What you print must match the data line for line.
START DATA PROVIDED
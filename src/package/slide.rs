//! Slide part generation.

use crate::layout::Frame;
use quick_xml::escape::escape;
use std::fmt::Write as _;

/// A picture placed on a slide.
#[derive(Debug, Clone)]
pub struct PictureShape<'a> {
    /// Relationship ID of the embedded image
    pub embed_id: &'a str,
    /// Shown as the picture's alt text
    pub description: &'a str,
    pub frame: Frame,
}

/// Generate the XML of a slide holding a single picture.
///
/// Shape id 1 is the slide's group shape, so the picture takes id 2.
pub fn picture_slide_xml(picture: &PictureShape<'_>) -> String {
    let mut xml = String::with_capacity(1536);

    xml.push_str(r#"<?xml version="1.0" encoding="UTF-8" standalone="yes"?>"#);
    xml.push_str(r#"<p:sld xmlns:a="http://schemas.openxmlformats.org/drawingml/2006/main" xmlns:r="http://schemas.openxmlformats.org/officeDocument/2006/relationships" xmlns:p="http://schemas.openxmlformats.org/presentationml/2006/main">"#);
    xml.push_str("<p:cSld><p:spTree>");
    xml.push_str(r#"<p:nvGrpSpPr><p:cNvPr id="1" name=""/><p:cNvGrpSpPr/><p:nvPr/></p:nvGrpSpPr>"#);
    xml.push_str(r#"<p:grpSpPr><a:xfrm><a:off x="0" y="0"/><a:ext cx="0" cy="0"/><a:chOff x="0" y="0"/><a:chExt cx="0" cy="0"/></a:xfrm></p:grpSpPr>"#);

    xml.push_str("<p:pic>");
    xml.push_str("<p:nvPicPr>");
    let _ = write!(
        xml,
        r#"<p:cNvPr id="2" name="Picture 1" descr="{}"/>"#,
        escape(picture.description)
    );
    xml.push_str(r#"<p:cNvPicPr><a:picLocks noChangeAspect="1"/></p:cNvPicPr>"#);
    xml.push_str("<p:nvPr/>");
    xml.push_str("</p:nvPicPr>");

    xml.push_str("<p:blipFill>");
    let _ = write!(xml, r#"<a:blip r:embed="{}"/>"#, escape(picture.embed_id));
    xml.push_str("<a:stretch><a:fillRect/></a:stretch>");
    xml.push_str("</p:blipFill>");

    let frame = &picture.frame;
    xml.push_str("<p:spPr>");
    xml.push_str("<a:xfrm>");
    let _ = write!(xml, r#"<a:off x="{}" y="{}"/>"#, frame.x, frame.y);
    let _ = write!(xml, r#"<a:ext cx="{}" cy="{}"/>"#, frame.width, frame.height);
    xml.push_str("</a:xfrm>");
    xml.push_str(r#"<a:prstGeom prst="rect"><a:avLst/></a:prstGeom>"#);
    xml.push_str("</p:spPr>");
    xml.push_str("</p:pic>");

    xml.push_str("</p:spTree></p:cSld>");
    xml.push_str("<p:clrMapOvr><a:masterClrMapping/></p:clrMapOvr>");
    xml.push_str("</p:sld>");

    xml
}
//! One-shot generation: uploaded ZIP (plus optional template) in, PPTX bytes out.

use crate::archive;
use crate::builder::{BuildReport, DeckBuilder};
use crate::error::{Error, Result};
use crate::layout::{HorizontalAlignment, VerticalAlignment};
use crate::options::DeckOptions;
use crate::raster::CropMargins;
use std::io::Cursor;
use std::path::Path;

/// MIME type of the generated deck.
pub const PPTX_MIME: &str =
    "application/vnd.openxmlformats-officedocument.presentationml.presentation";

/// Output name offered by the input form.
pub const DEFAULT_OUTPUT_NAME: &str = "output_presentation.pptx";

const TEMPLATE_FILE_NAME: &str = "template.pptx";
const IMAGES_DIR: &str = "images";
const OUTPUT_DIR: &str = "deck";
const MISSING_INPUT: &str = "Please upload a ZIP file and specify the output file name.";

/// The options the input form starts with.
pub fn form_defaults() -> DeckOptions {
    DeckOptions::new()
        .with_crop(CropMargins::new(250, 0, 0, 42))
        .with_height(6.0)
        .with_alignment(HorizontalAlignment::Left, VerticalAlignment::Top)
}

/// Everything a submission carries.
#[derive(Debug, Clone)]
pub struct GenerateRequest {
    /// ZIP archive with the images
    pub archive: Option<Vec<u8>>,
    /// Presentation to build on
    pub template: Option<Vec<u8>>,
    pub output_name: String,
    /// Layout options; any `template` path set here is replaced by the upload
    pub options: DeckOptions,
}

impl Default for GenerateRequest {
    fn default() -> Self {
        Self {
            archive: None,
            template: None,
            output_name: DEFAULT_OUTPUT_NAME.to_string(),
            options: form_defaults(),
        }
    }
}

/// A finished deck ready to be handed out.
#[derive(Debug, Clone)]
pub struct Download {
    pub file_name: String,
    pub mime: &'static str,
    pub data: Vec<u8>,
    pub report: BuildReport,
}

/// Run a submission end to end.
///
/// All intermediate files live in a temporary directory removed before
/// returning, whatever the outcome.
///
/// # Example
///
/// ```no_run
/// use imgdeck::driver::{generate, GenerateRequest};
///
/// let request = GenerateRequest {
///     archive: Some(std::fs::read("photos.zip")?),
///     ..Default::default()
/// };
/// let download = generate(request)?;
/// std::fs::write(&download.file_name, &download.data)?;
/// # Ok::<(), Box<dyn std::error::Error>>(())
/// ```
pub fn generate(request: GenerateRequest) -> Result<Download> {
    let archive_bytes = match request.archive {
        Some(bytes) if !request.output_name.trim().is_empty() => bytes,
        _ => return Err(Error::MissingInput(MISSING_INPUT.to_string())),
    };
    let file_name = output_file_name(&request.output_name)?;
    request.options.validate()?;

    let scratch = tempfile::Builder::new().prefix("imgdeck-").tempdir()?;

    let images =
        archive::extract_images(Cursor::new(archive_bytes), scratch.path().join(IMAGES_DIR))?;
    if images.is_empty() {
        return Err(Error::NoImages);
    }
    log::debug!("Extracted {} images", images.len());

    let mut options = request.options;
    options.template = None;
    if let Some(template) = request.template {
        let path = scratch.path().join(TEMPLATE_FILE_NAME);
        std::fs::write(&path, template)?;
        options.template = Some(path);
    }

    // Own directory so no output name can land on the images or the template
    let output_dir = scratch.path().join(OUTPUT_DIR);
    std::fs::create_dir(&output_dir)?;
    let output = output_dir.join(&file_name);
    let report = DeckBuilder::new(options)
        .with_scratch_dir(scratch.path())
        .build(&output, &images)?;
    let data = std::fs::read(&output)?;

    Ok(Download {
        file_name,
        mime: PPTX_MIME,
        data,
        report,
    })
}

/// File-name component of a requested output name.
fn output_file_name(requested: &str) -> Result<String> {
    Path::new(requested.trim())
        .file_name()
        .map(|n| n.to_string_lossy().into_owned())
        .ok_or_else(|| Error::InvalidOption(format!("not a file name: '{}'", requested)))
}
END DATA PROVIDED
- [RESPONSE AREA]:
filename src/package/slide.rs
//! Slide part generation.

use crate::layout::Frame;
use quick_xml::escape::escape;
use std::fmt::Write as _;

/// A picture placed on a slide.
#[derive(Debug, Clone)]
pub struct PictureShape<'a> {
    /// Relationship ID of the embedded image
    pub embed_id: &'a str,
    /// Shown as the picture's alt text
    pub description: &'a str,
    pub frame: Frame,
}

/// Generate the XML of a slide holding a single picture.
///
/// Shape id 1 is the slide's group shape, so the picture takes id 2.
pub fn picture_slide_xml(picture: &PictureShape<'_>) -> String {
    let mut xml = String::with_capacity(1536);

    xml.push_str(r#"<?xml version="1.0" encoding="UTF-8" standalone="yes"?>"#);
    xml.push_str(r#"<p:sld xmlns:a="http://schemas.openxmlformats.org/drawingml/2006/main" xmlns:r="http://schemas.openxmlformats.org/officeDocument/2006/relationships" xmlns:p="http://schemas.openxmlformats.org/presentationml/2006/main">"#);
    xml.push_str("<p:cSld><p:spTree>");
    xml.push_str(r#"<p:nvGrpSpPr><p:cNvPr id="1" name=""/><p:cNvGrpSpPr/><p:nvPr/></p:nvGrpSpPr>"#);
    xml.push_str(r#"<p:grpSpPr><a:xfrm><a:off x="0" y="0"/><a:ext cx="0" cy="0"/><a:chOff x="0" y="0"/><a:chExt cx="0" cy="0"/></a:xfrm></p:grpSpPr>"#);

    xml.push_str("<p:pic>");
    xml.push_str("<p:nvPicPr>");
    let _ = write!(
        xml,
        r#"<p:cNvPr id="2" name="Picture 1" descr="{}"/>"#,
        escape(picture.description)
    );
    xml.push_str(r#"<p:cNvPicPr><a:picLocks noChangeAspect="1"/></p:cNvPicPr>"#);
    xml.push_str("<p:nvPr/>");
    xml.push_str("</p:nvPicPr>");

    xml.push_str("<p:blipFill>");
    let _ = write!(xml, r#"<a:blip r:embed="{}"/>"#, escape(picture.embed_id));
    xml.push_str("<a:stretch><a:fillRect/></a:stretch>");
    xml.push_str("</p:blipFill>");

    let frame = &picture.frame;
    xml.push_str("<p:spPr>");
    xml.push_str("<a:xfrm>");
    let _ = write!(xml, r#"<a:off x="{}" y="{}"/>"#, frame.x, frame.y);
    let _ = write!(xml, r#"<a:ext cx="{}" cy="{}"/>"#, frame.width, frame.height);
    xml.push_str("</a:xfrm>");
    xml.push_str(r#"<a:prstGeom prst="rect"><a:avLst/></a:prstGeom>"#);
    xml.push_str("</p:spPr>");
    xml.push_str("</p:pic>");

    xml.push_str("</p:spTree></p:cSld>");
    xml.push_str("<p:clrMapOvr><a:masterClrMapping/></p:clrMapOvr>");
    xml.push_str("</p:sld>");

    xml
}
//! One-shot generation: uploaded ZIP (plus optional template) in, PPTX bytes out.

use crate::archive;
use crate::builder::{BuildReport, DeckBuilder};
use crate::error::{Error, Result};
use crate::layout::{HorizontalAlignment, VerticalAlignment};
use crate::options::DeckOptions;
use crate::raster::CropMargins;
use std::io::Cursor;
use std::path::Path;

/// MIME type of the generated deck.
pub const PPTX_MIME: &str =
    "application/vnd.openxmlformats-officedocument.presentationml.presentation";

/// Output name offered by the input form.
pub const DEFAULT_OUTPUT_NAME: &str = "output_presentation.pptx";

const TEMPLATE_FILE_NAME: &str = "template.pptx";
const IMAGES_DIR: &str = "images";
const OUTPUT_DIR: &str = "deck";
const MISSING_INPUT: &str = "Please upload a ZIP file and specify the output file name.";

/// The options the input form starts with.
pub fn form_defaults() -> DeckOptions {
    DeckOptions::new()
        .with_crop(CropMargins::new(250, 0, 0, 42))
        .with_height(6.0)
        .with_alignment(HorizontalAlignment::Left, VerticalAlignment::Top)
}

/// Everything a submission carries.
#[derive(Debug, Clone)]
pub struct GenerateRequest {
    /// ZIP archive with the images
    pub archive: Option<Vec<u8>>,
    /// Presentation to build on
    pub template: Option<Vec<u8>>,
    pub output_name: String,
    /// Layout options; any `template` path set here is replaced by the upload
    pub options: DeckOptions,
}

impl Default for GenerateRequest {
    fn default() -> Self {
        Self {
            archive: None,
            template: None,
            output_name: DEFAULT_OUTPUT_NAME.to_string(),
            options: form_defaults(),
        }
    }
}

/// A finished deck ready to be handed out.
#[derive(Debug, Clone)]
pub struct Download {
    pub file_name: String,
    pub mime: &'static str,
    pub data: Vec<u8>,
    pub report: BuildReport,
}

/// Run a submission end to end.
///
/// All intermediate files live in a temporary directory removed before
/// returning, whatever the outcome.
///
/// # Example
///
/// ```no_run
/// use imgdeck::driver::{generate, GenerateRequest};
///
/// let request = GenerateRequest {
///     archive: Some(std::fs::read("photos.zip")?),
///     ..Default::default()
/// };
/// let download = generate(request)?;
/// std::fs::write(&download.file_name, &download.data)?;
/// # Ok::<(), Box<dyn std::error::Error>>(())
/// ```
pub fn generate(request: GenerateRequest) -> Result<Download> {
    let archive_bytes = match request.archive {
        Some(bytes) if !request.output_name.trim().is_empty() => bytes,
        _ => return Err(Error::MissingInput(MISSING_INPUT.to_string())),
    };
    let file_name = output_file_name(&request.output_name)?;
    request.options.validate()?;

    let scratch = tempfile::Builder::new().prefix("imgdeck-").tempdir()?;

    let images =
        archive::extract_images(Cursor::new(archive_bytes), scratch.path().join(IMAGES_DIR))?;
    if images.is_empty() {
        return Err(Error::NoImages);
    }
    log::debug!("Extracted {} images", images.len());

    let mut options = request.options;
    options.template = None;
    if let Some(template) = request.template {
        let path = scratch.path().join(TEMPLATE_FILE_NAME);
        std::fs::write(&path, template)?;
        options.template = Some(path);
    }

    // Own directory so no output name can land on the images or the template
    let output_dir = scratch.path().join(OUTPUT_DIR);
    std::fs::create_dir(&output_dir)?;
    let output = output_dir.join(&file_name);
    let report = DeckBuilder::new(options)
        .with_scratch_dir(scratch.path())
        .build(&output, &images)?;
    let data = std::fs::read(&output)?;

    Ok(Download {
        file_name,
        mime: PPTX_MIME,
        data,
        report,
    })
}

/// File-name component of a requested output name.
fn output_file_name(requested: &str) -> Result<String> {
    Path::new(requested.trim())
        .file_name()
        .map(|n| n.to_string_lossy().into_owned())
        .ok_or_else(|| Error::InvalidOption(format!("not a file name: '{}'", requested)))
}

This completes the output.